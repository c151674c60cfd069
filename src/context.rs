use std::collections::HashMap;

use crate::marker::TypeTag;

/// Resolves user type names to the type ids used on the wire, and back.
///
/// Trees don't need a context to parse or produce deltas: user type ids are carried in the data
/// itself. The context is consulted when a caller asks for a value *as* some named type, or
/// writes a named type into the tree.
#[derive(Clone, Debug, Default)]
pub struct TypeContext {
    by_name: HashMap<String, u32>,
    by_id: HashMap<u32, String>,
}

impl TypeContext {
    pub fn new() -> Self {
        Self::default()
    }

    /// Register a user type under the given wire id. A later registration of the same name or id
    /// replaces the earlier one.
    pub fn with_type(mut self, name: impl Into<String>, id: u32) -> Self {
        self.insert(name, id);
        self
    }

    pub fn insert(&mut self, name: impl Into<String>, id: u32) {
        let name = name.into();
        if let Some(old_id) = self.by_name.remove(&name) {
            self.by_id.remove(&old_id);
        }
        if let Some(old_name) = self.by_id.remove(&id) {
            self.by_name.remove(&old_name);
        }
        self.by_name.insert(name.clone(), id);
        self.by_id.insert(id, name);
    }

    /// Get the composite type tag for a named user type.
    pub fn tag_of(&self, name: &str) -> Option<TypeTag> {
        self.by_name.get(name).map(|id| TypeTag::UserType(*id))
    }

    /// Get the name of a user type tag.
    pub fn name_of(&self, tag: TypeTag) -> Option<&str> {
        match tag {
            TypeTag::UserType(id) => self.by_id.get(&id).map(String::as_str),
            _ => None,
        }
    }
}

#[cfg(test)]
mod test {
    use super::*;

    #[test]
    fn lookup_both_ways() {
        let ctx = TypeContext::new().with_type("Customer", 4).with_type("Order", 5);
        assert_eq!(ctx.tag_of("Customer"), Some(TypeTag::UserType(4)));
        assert_eq!(ctx.name_of(TypeTag::UserType(5)), Some("Order"));
        assert_eq!(ctx.tag_of("Invoice"), None);
        assert_eq!(ctx.name_of(TypeTag::I32), None);
    }

    #[test]
    fn replace() {
        let ctx = TypeContext::new().with_type("Customer", 4).with_type("Customer", 6);
        assert_eq!(ctx.tag_of("Customer"), Some(TypeTag::UserType(6)));
        assert_eq!(ctx.name_of(TypeTag::UserType(4)), None);

        let ctx = TypeContext::new().with_type("Customer", 4).with_type("Client", 4);
        assert_eq!(ctx.name_of(TypeTag::UserType(4)), Some("Client"));
        assert_eq!(ctx.tag_of("Customer"), None);
    }
}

## Work request:
Lines holding the string "TypeContext" must be copied out of the entries above.

## Answer to this task:
pub struct TypeContext {
impl TypeContext {
        let ctx = TypeContext::new().with_type("Customer", 4).with_type("Order", 5);
        let ctx = TypeContext::new().with_type("Customer", 4).with_type("Customer", 6);
        let ctx = TypeContext::new().with_type("Customer", 4).with_type("Client", 4);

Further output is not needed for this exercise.